When divorce attorney, Robert (Patrick Dempsey) remarks his logical engagement is not like that of a feuding couple in his office: “those people got married on a crazy romantic whim” it sets the tone of Enchanted right away. It’s not going to be one of those movies. Instead, it’s a treasure and welcome surprise. For this past year, Waitress is another winner in that respect. Giselle (Amy Adams), a princess from a magical land where chipmunks talk and animals do the cleaning and deliver messages, finds herself catapulted into Times Square. An oblivious and adorable Prince Edward bandies his sword with bravado while he searches for Giselle (“I seek a beautiful girl. My one coquette. The answer to my love’s duet.”).

At first Giselle is wide-eyed and trusting and slowly she starts to question her notions of happily ever after. Amy Adams delights and shines. If you didn’t notice her sparkle in Junebug, you’ll surely be charmed here. Go-to romantic comedy guy James Marsden. No Disney film is complete without poison (here disguised in every urban manner imaginable– an apple martini, a caramel apple), a wicked witch (a marvelous Susan Sarandon, reminiscent of Michelle Pfeiffer in Stardust) and expansive dance productions—here tongue-in-cheek yet colorful and sincere and yes, catchy.

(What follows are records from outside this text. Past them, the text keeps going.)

use axum::{routing::get, Json, Router};
use log::info;
use serde_json::{json, Value};
use tokio::net::TcpListener;

async fn health() -> Json<Value> {
    Json(json!({ "status": "ok" }))
}

pub fn router() -> Router {
    Router::new().route("/api/health", get(health))
}

pub async fn serve(listener: TcpListener) -> std::io::Result<()> {
    if let Ok(addr) = listener.local_addr() {
        info!("Health endpoint on http://{}/api/health", addr);
    }
    axum::serve(listener, router()).await
}
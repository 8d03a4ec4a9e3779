//! Blocking POP3 client and the newest-N retrieval window.
//!
//! POP3 has no search: messages are addressed by position, 1 being the
//! oldest. Callers on an async runtime should run this on a blocking
//! worker.

use std::io::{BufRead, BufReader, Read, Write};
use std::net::TcpStream;
use std::ops::RangeInclusive;

use log::{debug, info, warn};

use crate::error::MailboxError;
use crate::mail_reader::Inbox;
use crate::settings::Pop3Settings;

/// A mailbox that can only be counted and read by position.
pub trait SequentialMailbox {
    fn count(&mut self) -> Result<u32, MailboxError>;

    fn retrieve(&mut self, position: u32) -> Result<Vec<u8>, MailboxError>;

    fn quit(&mut self) -> Result<(), MailboxError>;
}

/// Positions of the newest `limit` messages out of `total`, oldest first.
pub fn window(total: u32, limit: usize) -> RangeInclusive<u32> {
    let limit = u32::try_from(limit).unwrap_or(u32::MAX);
    let start = total.saturating_add(1).saturating_sub(limit).max(1);
    start..=total
}

/// Counts, retrieves the window in ascending order and quits. Positions
/// that fail to retrieve are recorded as skipped.
pub fn fetch_recent<M>(mailbox: &mut M, limit: usize) -> Result<Inbox, MailboxError>
where
    M: SequentialMailbox + ?Sized,
{
    let total = match mailbox.count() {
        Ok(total) => total,
        Err(e) => {
            if let Err(quit_error) = mailbox.quit() {
                debug!("-- quit after failed count: {}", quit_error);
            }
            return Err(e);
        }
    };
    info!("-- {} message(s) in mailbox", total);

    let mut inbox = Inbox::default();
    for position in window(total, limit) {
        let id = position.to_string();
        match mailbox.retrieve(position) {
            Ok(raw) => inbox.push_raw(&raw, &id),
            Err(e) => inbox.skip(&id, &e.to_string()),
        }
    }

    if let Err(e) = mailbox.quit() {
        warn!("-- quit failed: {}", e);
    }
    Ok(inbox)
}

pub struct Pop3Client<S: Read + Write> {
    stream: BufReader<S>,
}

impl<S: Read + Write> Pop3Client<S> {
    /// Wraps an open connection and consumes the server greeting.
    pub fn connect(stream: S) -> Result<Self, MailboxError> {
        let mut client = Pop3Client {
            stream: BufReader::new(stream),
        };
        client.read_status().map_err(MailboxError::Protocol)?;
        Ok(client)
    }

    pub fn login(&mut self, username: &str, password: &str) -> Result<(), MailboxError> {
        let auth_error = |reason: String| MailboxError::Auth {
            username: username.to_string(),
            reason,
        };
        self.command(&format!("USER {}", username)).map_err(auth_error)?;
        self.command(&format!("PASS {}", password)).map_err(auth_error)?;

        info!("-- logged in as {}", username);
        Ok(())
    }

    fn command(&mut self, line: &str) -> Result<String, String> {
        let stream = self.stream.get_mut();
        stream
            .write_all(format!("{}\r\n", line).as_bytes())
            .and_then(|_| stream.flush())
            .map_err(|e| e.to_string())?;
        self.read_status()
    }

    // One status line: "+OK ..." or "-ERR ..."
    fn read_status(&mut self) -> Result<String, String> {
        let mut line = String::new();
        let read = self.stream.read_line(&mut line).map_err(|e| e.to_string())?;
        if read == 0 {
            return Err("connection closed by server".to_string());
        }

        let line = line.trim_end();
        if let Some(rest) = line.strip_prefix("+OK") {
            Ok(rest.trim().to_string())
        } else if let Some(rest) = line.strip_prefix("-ERR") {
            Err(rest.trim().to_string())
        } else {
            Err(format!("unexpected reply: {}", line))
        }
    }

    // Dot-terminated body with leading dots unstuffed
    fn read_multiline(&mut self) -> Result<Vec<u8>, String> {
        let mut content = Vec::new();
        loop {
            let mut line = Vec::new();
            let read = self
                .stream
                .read_until(b'\n', &mut line)
                .map_err(|e| e.to_string())?;
            if read == 0 {
                return Err("connection closed in the middle of a message".to_string());
            }

            let text = line
                .strip_suffix(b"\r\n")
                .or_else(|| line.strip_suffix(b"\n"))
                .unwrap_or(&line);
            if text == b"." {
                return Ok(content);
            }
            let text = text.strip_prefix(b".").unwrap_or(text);
            content.extend_from_slice(text);
            content.extend_from_slice(b"\r\n");
        }
    }

    #[cfg(test)]
    fn get_ref(&self) -> &S {
        self.stream.get_ref()
    }
}

impl<S: Read + Write> SequentialMailbox for Pop3Client<S> {
    fn count(&mut self) -> Result<u32, MailboxError> {
        let reply = self.command("STAT").map_err(MailboxError::Protocol)?;
        reply
            .split_whitespace()
            .next()
            .and_then(|count| count.parse().ok())
            .ok_or_else(|| MailboxError::Protocol(format!("malformed STAT reply: {}", reply)))
    }

    fn retrieve(&mut self, position: u32) -> Result<Vec<u8>, MailboxError> {
        let fetch_error = |reason: String| MailboxError::Fetch {
            id: position.to_string(),
            reason,
        };
        self.command(&format!("RETR {}", position)).map_err(fetch_error)?;
        self.read_multiline().map_err(fetch_error)
    }

    fn quit(&mut self) -> Result<(), MailboxError> {
        self.command("QUIT").map(|_| ()).map_err(MailboxError::Protocol)
    }
}

fn authenticated<S: Read + Write>(
    stream: S,
    settings: &Pop3Settings,
) -> Result<Pop3Client<S>, MailboxError> {
    let mut client = Pop3Client::connect(stream)?;
    client.login(&settings.username, settings.password.expose())?;
    Ok(client)
}

/// Connects (TLS from the first byte when `use_tls` is set) and
/// authenticates.
pub fn open_session(settings: &Pop3Settings) -> Result<Box<dyn SequentialMailbox + Send>, MailboxError> {
    let server = settings.server.as_str();
    let connect_error = |reason: String| MailboxError::Connect {
        server: server.to_string(),
        port: settings.port,
        reason,
    };

    let tcp_stream =
        TcpStream::connect((server, settings.port)).map_err(|e| connect_error(e.to_string()))?;

    if settings.use_tls {
        let connector = native_tls::TlsConnector::new().map_err(|e| connect_error(e.to_string()))?;
        let tls_stream = connector
            .connect(server, tcp_stream)
            .map_err(|e| connect_error(e.to_string()))?;
        info!("-- connected to {}:{} over TLS", server, settings.port);
        Ok(Box::new(authenticated(tls_stream, settings)?))
    } else {
        info!("-- connected to {}:{}", server, settings.port);
        Ok(Box::new(authenticated(tcp_stream, settings)?))
    }
}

Questioning the dated aspects of typical Disney heroines and presenting a strong, independent woman with choices makes all the difference in the world. A witty script, divine casting and the animated, without being cartoonish, acting fuels this film. Enchanted is smart, whimsical, funny and totally winning.

Extras: standard and unremarkable–deleted scenes, bloopers and a behind-the-scenes featurette “Fantasy Comes to Life”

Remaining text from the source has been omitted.